Isengrim fléchit un instant aux paroles de Enid mais s'abstient fort heureusement de tout commentaire. L'ambassadeur accueille les paroles d'un signe de la tête.

-Qu'on en finisse avec ces formalités, tonne Brouver Hoog en frappant la table de son marteau à nouveau. Ambassadeur, vous êtes venu nous voir pour une raison, il est temps de nous dire laquelle.

Var Attre lève un sourcil mais s'incline.

-Bien sûr, Ancien-en-Chef. Ce n'est pas mon intention de vous faire attendre. Sa majesté Moorhis sait tout du péril qui menace vos jeunes royaumes et vous tend la main en toute amitié. Vous avez accompli un effort incroyable en conquérant ces terres et sa majesté ne désire rien de plus que vous les voir garder. Aussi, sa majesté souhaite offrir son aide. Tout ce qu'il demande en retour est un serment de vassalité.

Des grognements retentissent à ces mots, Eithné serre son arc, ses yeux tels des flammes argentées. Le Voïvode Vran lèche ses lèvres de sa langue fourchue tandis que son voisin, Neoth Korm des Bobbolaks émet des couinements nerveux et indignés. Brouver relève son marteau et les plaintes cessent immédiatement.

-Ainsi, fait Enid, malgré la mort de la Flamme Blanche, l'Empire n'as toujours pas renoncé à ses désirs d'expansions.

-L'empereur Movran Moorhis pense, comme son prédécesseur, qu'il est du devoir de l'empire d'apporter culture, civilisation et paix partout sur le Continent, explique l'ambassadeur. Il va sans dire que...

-Non, hors de question, fulmine la reine des Dryades. Brokilone a résisté aux humains pendant plus de deux cents ans et ne va pas ployer sous le joug d'une autre tête couronnée, fût-elle du Sud ou du Nord.

-Cáelm, rhena y woedd, intervient Sh'eenaz de sa voix chantante, Leath Dh'oine dice.

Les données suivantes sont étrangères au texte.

pub mod ml_model;
pub mod preprocess;
pub mod inference;
pub mod ranking;
pub mod loader;
pub mod lifecycle;
pub mod transient;

pub use ml_model::{BackboneConfig, CompileSettings, HeadConfig, RehomeClassifier, DEFAULT_TRUNCATE_LAYER, IMAGE_SIZE};
pub use preprocess::{decode_data_uri, CrossOriginPolicy, ImageFetcher, ImageInput, PreprocessedTensor, Preprocessor};
pub use inference::{InferenceEngine, RawDistribution};
pub use ranking::{rank, ReusabilityTable, FALLBACK_REUSABLE};
pub use loader::{BackboneSource, HeadOptions, LoaderSettings, ModelHandle, ModelLoader};
pub use lifecycle::{BatchOutcome, ClassificationRequest, ModelManager};
pub use transient::{TransientLease, TransientTracker};
//! リクエスト単位の一時バッファ計測
//!
//! 前処理テンソルと推論時の中間活性化はリースとして登録し、
//! リースのDropで必ず解放を記録する。

use std::sync::atomic::{AtomicU64, AtomicUsize, Ordering};
use std::sync::Arc;

#[derive(Debug, Default)]
struct TrackerState {
    live_bytes: AtomicU64,
    peak_bytes: AtomicU64,
    live_leases: AtomicUsize,
}

/// 一時バッファの使用量（現在値・ピーク値）
#[derive(Debug, Clone, Default)]
pub struct TransientTracker {
    state: Arc<TrackerState>,
}

impl TransientTracker {
    pub fn new() -> Self {
        Self::default()
    }

    /// `bytes` 分のリースを取得
    pub fn lease(&self, bytes: u64) -> TransientLease {
        let live = self.state.live_bytes.fetch_add(bytes, Ordering::SeqCst) + bytes;
        self.state.peak_bytes.fetch_max(live, Ordering::SeqCst);
        self.state.live_leases.fetch_add(1, Ordering::SeqCst);
        TransientLease {
            tracker: self.clone(),
            bytes,
        }
    }

    pub fn live_bytes(&self) -> u64 {
        self.state.live_bytes.load(Ordering::SeqCst)
    }

    pub fn peak_bytes(&self) -> u64 {
        self.state.peak_bytes.load(Ordering::SeqCst)
    }

    pub fn live_leases(&self) -> usize {
        self.state.live_leases.load(Ordering::SeqCst)
    }

    /// ピーク値を現在値に戻す
    pub fn reset_peak(&self) {
        self.state
            .peak_bytes
            .store(self.live_bytes(), Ordering::SeqCst);
    }
}

/// 登録済みの一時バッファ（Dropで解放）
#[derive(Debug)]
pub struct TransientLease {
    tracker: TransientTracker,
    bytes: u64,
}

impl TransientLease {
    pub fn bytes(&self) -> u64 {
        self.bytes
    }
}

impl Drop for TransientLease {
    fn drop(&mut self) {
        let state = &self.tracker.state;
        state.live_bytes.fetch_sub(self.bytes, Ordering::SeqCst);
        state.live_leases.fetch_sub(1, Ordering::SeqCst);
    }
}

#[cfg(test)]
mod tests {
    use super::*;

    #[test]
    fn test_lease_release_and_peak() {
        let tracker = TransientTracker::new();
        let a = tracker.lease(100);
        let b = tracker.lease(50);
        assert_eq!(tracker.live_bytes(), 150);
        assert_eq!(tracker.live_leases(), 2);

        drop(a);
        assert_eq!(tracker.live_bytes(), 50);
        assert_eq!(tracker.peak_bytes(), 150);

        drop(b);
        assert_eq!(tracker.live_bytes(), 0);
        assert_eq!(tracker.live_leases(), 0);

        tracker.reset_peak();
        assert_eq!(tracker.peak_bytes(), 0);
    }
}
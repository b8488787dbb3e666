//! モデル読み込み
//!
//! モデルパッケージ（またはURL）からバックボーンの重みを取得し、指定層で
//! 切り詰めて分類ヘッドを接続した [`ModelHandle`] を作ります。

use std::future::Future;
use std::io::Cursor;
use std::panic::AssertUnwindSafe;
use std::path::PathBuf;
use std::sync::Mutex;
use std::time::Duration;

use burn::{
    module::Module,
    record::{BinBytesRecorder, FullPrecisionSettings, Recorder},
    tensor::{backend::Backend, Tensor},
};
use rand::Rng;
use tracing::{info, warn};
use url::Url;

use crate::error::LoadError;
use crate::ml::ml_model::{
    BackboneConfig, CompileSettings, HeadConfig, RehomeClassifier, DEFAULT_TRUNCATE_LAYER, INPUT_CHANNELS,
};
use crate::model::{
    read_model_package, FetchSettings, HeadSettings, InferenceConfig, ModelMetadata, ModelPackage,
    RuntimeSettings,
};
use crate::types::LabelSet;

/// 重みレコードの形式（f32精度）
type WeightRecorder = BinBytesRecorder<FullPrecisionSettings>;

/// バックボーンの取得元
#[derive(Debug, Clone, PartialEq)]
pub enum BackboneSource {
    /// ローカルのモデルパッケージ（tar.gz）
    Package(PathBuf),
    /// http(s) / file URL のモデルパッケージ
    Url(Url),
    /// 学習済み重みなしで初期化（スモークテスト・パッケージ作成用）
    Initialized {
        architecture: String,
        input_size: usize,
    },
}

impl BackboneSource {
    /// 設定文字列（パスまたはURL）から取得元を決める
    pub fn parse(source: &str) -> Self {
        match Url::parse(source) {
            Ok(url) if matches!(url.scheme(), "http" | "https" | "file") => BackboneSource::Url(url),
            _ => BackboneSource::Package(PathBuf::from(source)),
        }
    }
}

impl std::fmt::Display for BackboneSource {
    fn fmt(&self, f: &mut std::fmt::Formatter<'_>) -> std::fmt::Result {
        match self {
            BackboneSource::Package(path) => write!(f, "{}", path.display()),
            BackboneSource::Url(url) => write!(f, "{}", url),
            BackboneSource::Initialized { architecture, input_size } => {
                write!(f, "initialized {} @ {}px", architecture, input_size)
            }
        }
    }
}

/// 分類ヘッドの指定
#[derive(Debug, Clone, PartialEq)]
pub struct HeadOptions {
    /// バックボーンを切り詰める層
    pub truncate_layer: String,
    /// 全結合層の設定
    pub settings: HeadSettings,
    /// 最終層の出力幅
    pub num_classes: usize,
}

impl HeadOptions {
    /// ラベルセットに合わせたヘッド
    pub fn for_labels(label_set: &LabelSet, truncate_layer: impl Into<String>, settings: HeadSettings) -> Self {
        Self {
            truncate_layer: truncate_layer.into(),
            settings,
            num_classes: label_set.len(),
        }
    }
}

impl Default for HeadOptions {
    fn default() -> Self {
        Self::for_labels(&LabelSet::rehome(), DEFAULT_TRUNCATE_LAYER, HeadSettings::default())
    }
}

/// ローダー設定
#[derive(Debug, Clone)]
pub struct LoaderSettings {
    /// ネットワークエラー時の追加リトライ回数
    pub retries: u32,
    /// リトライ間隔の基準値
    pub backoff: Duration,
    /// デバイスメモリ予算（バイト）
    pub memory_budget: Option<u64>,
    /// パッケージ取得のタイムアウト
    pub fetch_timeout: Duration,
}

impl LoaderSettings {
    pub fn from_settings(runtime: &RuntimeSettings, fetch: &FetchSettings) -> Self {
        Self {
            retries: runtime.load_retries,
            backoff: runtime.retry_backoff(),
            memory_budget: runtime.memory_budget_bytes(),
            fetch_timeout: fetch.fetch_timeout(),
        }
    }
}

impl Default for LoaderSettings {
    fn default() -> Self {
        Self::from_settings(&RuntimeSettings::default(), &FetchSettings::default())
    }
}

/// 読み込み済みモデル
///
/// 推論は内部のMutexで直列化される。
#[derive(Debug)]
pub struct ModelHandle<B: Backend> {
    model: Mutex<RehomeClassifier<B>>,
    device: B::Device,
    config: InferenceConfig,
    metadata: ModelMetadata,
    compile: CompileSettings,
    num_params: usize,
    activation_bytes: u64,
}

impl<B: Backend> ModelHandle<B> {
    pub fn label_set(&self) -> &LabelSet {
        &self.config.label_set
    }

    pub fn input_size(&self) -> usize {
        self.config.input_size
    }

    /// 入力テンソルの形状 [高さ, 幅, チャネル]
    pub fn input_shape(&self) -> [usize; 3] {
        self.config.input_shape()
    }

    pub fn metadata(&self) -> &ModelMetadata {
        &self.metadata
    }

    pub fn compile_settings(&self) -> &CompileSettings {
        &self.compile
    }

    pub fn device(&self) -> &B::Device {
        &self.device
    }

    pub fn num_params(&self) -> usize {
        self.num_params
    }

    /// 1枚分の中間活性化の見積もり（バイト）
    pub fn activation_bytes(&self) -> u64 {
        self.activation_bytes
    }

    pub(crate) fn model(&self) -> &Mutex<RehomeClassifier<B>> {
        &self.model
    }

    /// 現在の重みをパッケージとして書き出す
    pub fn export_package(&self) -> anyhow::Result<ModelPackage> {
        let model = self
            .model
            .lock()
            .map_err(|_| anyhow::anyhow!("model lock poisoned"))?;
        let recorder = WeightRecorder::default();
        let backbone = Recorder::<B>::record(&recorder, model.backbone.clone().into_record(), ())
            .map_err(|e| anyhow::anyhow!("バックボーン重みの書き出しエラー: {:?}", e))?;
        let head = Recorder::<B>::record(&recorder, model.head.clone().into_record(), ())
            .map_err(|e| anyhow::anyhow!("ヘッド重みの書き出しエラー: {:?}", e))?;

        Ok(ModelPackage {
            metadata: self.metadata.clone(),
            backbone: Some(backbone),
            head: Some(head),
        })
    }
}

/// モデルローダー
///
/// 共有状態を持たないため、同じ引数で何度呼んでも独立したハンドルを返す。
#[derive(Debug, Clone)]
pub struct ModelLoader<B: Backend> {
    settings: LoaderSettings,
    device: B::Device,
    client: reqwest::Client,
}

impl<B: Backend> ModelLoader<B> {
    pub fn new(settings: LoaderSettings, device: B::Device) -> Self {
        let client = reqwest::Client::builder()
            .timeout(settings.fetch_timeout)
            .build()
            .unwrap_or_else(|e| {
                warn!("HTTPクライアントの設定に失敗しました: {}", e);
                reqwest::Client::new()
            });
        Self {
            settings,
            device,
            client,
        }
    }

    pub fn settings(&self) -> &LoaderSettings {
        &self.settings
    }

    /// ネットワークエラーのみ指数バックオフでリトライして読み込む
    pub async fn load_with_retry(
        &self,
        source: &BackboneSource,
        label_set: &LabelSet,
        head: &HeadOptions,
    ) -> Result<ModelHandle<B>, LoadError> {
        self.retry(|| self.load(source, label_set, head)).await
    }

    async fn retry<T, F, Fut>(&self, mut operation: F) -> Result<T, LoadError>
    where
        F: FnMut() -> Fut,
        Fut: Future<Output = Result<T, LoadError>>,
    {
        let mut attempt = 0;
        loop {
            match operation().await {
                Err(e) if e.is_retryable() && attempt < self.settings.retries => {
                    let delay = self.backoff_delay(attempt);
                    attempt += 1;
                    warn!(
                        attempt,
                        max_retries = self.settings.retries,
                        "モデルの取得に失敗しました。{:?}後に再試行します: {}",
                        delay,
                        e
                    );
                    tokio::time::sleep(delay).await;
                }
                result => return result,
            }
        }
    }

    fn backoff_delay(&self, attempt: u32) -> Duration {
        let base = self.settings.backoff.saturating_mul(2u32.saturating_pow(attempt));
        let jitter_ms = self.settings.backoff.as_millis() as u64 / 2;
        let jitter = if jitter_ms > 0 {
            Duration::from_millis(rand::thread_rng().gen_range(0..=jitter_ms))
        } else {
            Duration::ZERO
        };
        base + jitter
    }

    /// バックボーン取得 → 切り詰め → ヘッド接続 → コンパイル
    pub async fn load(
        &self,
        source: &BackboneSource,
        label_set: &LabelSet,
        head: &HeadOptions,
    ) -> Result<ModelHandle<B>, LoadError> {
        if head.num_classes != label_set.len() {
            return Err(LoadError::IncompatibleShape(format!(
                "head outputs {} classes but the label set has {}",
                head.num_classes,
                label_set.len()
            )));
        }

        let package = self.resolve(source, label_set, head).await?;

        let label_set = label_set.clone();
        let head = head.clone();
        let budget = self.settings.memory_budget;
        let device = self.device.clone();
        let handle = tokio::task::spawn_blocking(move || build_handle::<B>(package, label_set, head, budget, device))
            .await
            .map_err(|e| LoadError::IncompatibleShape(format!("model construction failed: {}", e)))??;

        info!(
            source = %source,
            architecture = %handle.metadata.architecture,
            params = handle.num_params,
            "モデルを読み込みました"
        );
        Ok(handle)
    }

    async fn resolve(
        &self,
        source: &BackboneSource,
        label_set: &LabelSet,
        head: &HeadOptions,
    ) -> Result<ModelPackage, LoadError> {
        let unavailable = |reason: String| LoadError::NetworkUnavailable {
            source_desc: source.to_string(),
            reason,
        };

        let bytes = match source {
            BackboneSource::Initialized {
                architecture,
                input_size,
            } => {
                let metadata = ModelMetadata::new(
                    architecture.clone(),
                    "untrained",
                    label_set.as_slice().to_vec(),
                    *input_size as u32,
                    head.truncate_layer.clone(),
                    head.settings.clone(),
                );
                return Ok(ModelPackage {
                    metadata,
                    backbone: None,
                    head: None,
                });
            }
            BackboneSource::Package(path) => tokio::fs::read(path)
                .await
                .map_err(|e| unavailable(e.to_string()))?,
            BackboneSource::Url(url) => match url.scheme() {
                "file" => {
                    let path = url
                        .to_file_path()
                        .map_err(|_| unavailable("not a local file path".to_string()))?;
                    tokio::fs::read(path)
                        .await
                        .map_err(|e| unavailable(e.to_string()))?
                }
                "http" | "https" => {
                    let response = self
                        .client
                        .get(url.clone())
                        .send()
                        .await
                        .map_err(|e| unavailable(e.to_string()))?;
                    if !response.status().is_success() {
                        return Err(unavailable(format!("HTTP {}", response.status())));
                    }
                    response
                        .bytes()
                        .await
                        .map_err(|e| unavailable(e.to_string()))?
                        .to_vec()
                }
                other => {
                    return Err(LoadError::InvalidPackage(format!(
                        "unsupported URL scheme: {}",
                        other
                    )))
                }
            },
        };

        read_model_package(Cursor::new(bytes)).map_err(|e| LoadError::InvalidPackage(format!("{:#}", e)))
    }
}

/// パッケージからモデルを組み立てる（CPU負荷が高いのでブロッキングスレッドで実行）
fn build_handle<B: Backend>(
    package: ModelPackage,
    label_set: LabelSet,
    head: HeadOptions,
    memory_budget: Option<u64>,
    device: B::Device,
) -> Result<ModelHandle<B>, LoadError> {
    let ModelPackage {
        metadata,
        backbone: backbone_bytes,
        head: head_bytes,
    } = package;

    // 学習済みヘッドはパッケージのラベル・構成と一致している必要がある
    if head_bytes.is_some() {
        if metadata.labels != label_set.as_slice() {
            return Err(LoadError::IncompatibleShape(format!(
                "package labels [{}] differ from requested labels [{}]",
                metadata.labels.join(", "),
                label_set.as_slice().join(", ")
            )));
        }
        if metadata.truncate_layer != head.truncate_layer || metadata.head != head.settings {
            return Err(LoadError::IncompatibleShape(format!(
                "package head was trained on '{}' with {:?}",
                metadata.truncate_layer, metadata.head
            )));
        }
    }

    let backbone_config = BackboneConfig::from_architecture(&metadata.architecture)?;
    let recorder = WeightRecorder::default();

    let mut backbone = backbone_config.init::<B>(&device);
    if let Some(bytes) = backbone_bytes {
        let record = Recorder::<B>::load(&recorder, bytes, &device)
            .map_err(|e| LoadError::InvalidPackage(format!("backbone record: {:?}", e)))?;
        backbone = backbone.load_record(record);
    }
    let backbone = backbone.truncate_at(&head.truncate_layer)?;

    let head_config = HeadConfig::new(backbone.out_channels(), head.num_classes)
        .with_hidden_units(head.settings.hidden_units)
        .with_second_units(head.settings.second_units)
        .with_dropout(head.settings.dropout);
    let mut classifier_head = head_config.init::<B>(&device);
    if let Some(bytes) = head_bytes {
        let record = Recorder::<B>::load(&recorder, bytes, &device)
            .map_err(|e| LoadError::InvalidPackage(format!("head record: {:?}", e)))?;
        classifier_head = classifier_head.load_record(record);
    }

    let model = RehomeClassifier::new(backbone, classifier_head);

    let metadata = ModelMetadata {
        labels: label_set.as_slice().to_vec(),
        truncate_layer: head.truncate_layer.clone(),
        head: head.settings.clone(),
        ..metadata
    };
    let config = InferenceConfig::from_metadata(&metadata)?;

    let num_params = model.num_params();
    let activation_bytes = model.activation_bytes(config.input_size);
    if let Some(budget) = memory_budget {
        let required = num_params as u64 * 4 + activation_bytes;
        if required > budget {
            return Err(LoadError::OutOfMemory { required, budget });
        }
    }

    probe(&model, config.input_size, label_set.len(), &device)?;

    Ok(ModelHandle {
        model: Mutex::new(model),
        device,
        config,
        metadata,
        compile: CompileSettings::default(),
        num_params,
        activation_bytes,
    })
}

/// ゼロ画像で順伝播し、出力幅がラベル数と一致するか確認
fn probe<B: Backend>(
    model: &RehomeClassifier<B>,
    input_size: usize,
    num_classes: usize,
    device: &B::Device,
) -> Result<(), LoadError> {
    let dims = std::panic::catch_unwind(AssertUnwindSafe(|| {
        let input = Tensor::<B, 4>::zeros([1, INPUT_CHANNELS, input_size, input_size], device);
        model.forward(input).dims()
    }))
    .map_err(|_| LoadError::IncompatibleShape("probe forward pass failed".to_string()))?;

    let [_, width] = dims;
    if width != num_classes {
        return Err(LoadError::IncompatibleShape(format!(
            "model outputs {} values but the label set has {} labels",
            width, num_classes
        )));
    }
    Ok(())
}
//! モデルメタデータから推論用情報を取り出す

use crate::error::LoadError;
use crate::model::model_metadata::ModelMetadata;
use crate::types::LabelSet;

/// モデルメタデータから得た推論用情報
#[derive(Debug, Clone)]
pub struct InferenceConfig {
    /// 全クラスラベル（出力インデックス順）
    pub label_set: LabelSet,

    /// モデル入力解像度
    pub input_size: usize,

    /// 切り詰め層
    pub truncate_layer: String,
}

impl InferenceConfig {
    /// メタデータからInferenceConfigを作成
    pub fn from_metadata(metadata: &ModelMetadata) -> Result<Self, LoadError> {
        if metadata.input_size == 0 {
            return Err(LoadError::IncompatibleShape(
                "model input size must be positive".to_string(),
            ));
        }
        Ok(Self {
            label_set: LabelSet::new(metadata.labels.clone())?,
            input_size: metadata.input_size as usize,
            truncate_layer: metadata.truncate_layer.clone(),
        })
    }

    /// クラス数
    pub fn num_classes(&self) -> usize {
        self.label_set.len()
    }

    /// クラスインデックスからラベルを取得
    pub fn class_index_to_label(&self, index: usize) -> Option<&str> {
        self.label_set.get(index)
    }

    /// ラベルからクラスインデックスを取得
    pub fn label_to_index(&self, label: &str) -> Option<usize> {
        self.label_set.index_of(label)
    }

    /// モデル入力テンソルの形状 [高さ, 幅, チャネル]
    pub fn input_shape(&self) -> [usize; 3] {
        [self.input_size, self.input_size, 3]
    }
}

#[cfg(test)]
mod tests {
    use super::*;
    use crate::model::config::HeadSettings;

    fn metadata(labels: Vec<&str>, input_size: u32) -> ModelMetadata {
        ModelMetadata::new(
            "mobilenet_v1_0.25",
            "1",
            labels.into_iter().map(String::from).collect(),
            input_size,
            "conv_pw_13_relu",
            HeadSettings::default(),
        )
    }

    #[test]
    fn test_index_mapping() {
        let config =
            InferenceConfig::from_metadata(&metadata(vec!["books", "clothes", "ewaste"], 224)).unwrap();
        assert_eq!(config.num_classes(), 3);
        assert_eq!(config.class_index_to_label(2), Some("ewaste"));
        assert_eq!(config.class_index_to_label(3), None);
        assert_eq!(config.label_to_index("clothes"), Some(1));
        assert_eq!(config.input_shape(), [224, 224, 3]);
    }

    #[test]
    fn test_rejects_invalid_metadata() {
        assert!(InferenceConfig::from_metadata(&metadata(vec![], 224)).is_err());
        assert!(InferenceConfig::from_metadata(&metadata(vec!["books"], 0)).is_err());
    }
}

-Je vous assure, mes seigneurs et mes dames, qu'un pacte de vassalité sera tout à votre avantage enchaine rapidement l'ambassadeur. Vos royaumes seront libres de continuer à prospérer sous les rayons bienveillants du Grand Soleil et seront bien défendus par nos armées. Bien sûr, il vous faudra jurer allégeance à l'empereur et adopter sa loi. Prenez le temps de considérer cette offre, votre emprise sur ces terres est encore fragile et les Nordlings sont bien moins disposés envers les Races Anciennes que Nilfgaard. Vous pourriez perdre ce que vous avez gagné et bien plus encore si on en croit les rumeurs sur la folie sanguinaire de Radovid. Les bénéfices surpassent les inconvénients.

-Et donc, nous devrions abandonner notre liberté pour notre sécurité ? Demande l'ancien des Marmottins.

-Tout cela est dans votre plus grand intérêt, vous gagnerez la protection de l'Empire et garderez la possession de vos nouvelles terres. L'Empereur n'a que du respect pour les Anciennes Races et vous pouvez être certains d'être traités décemment.

-Oh, peut-on espérer que vous nous traitiez tout comme vous avez traité la Scoia'tael ? Demande Isengrim.

L'ambassadeur garde un visage imperturbable tandis qu'il répond à l'elfe.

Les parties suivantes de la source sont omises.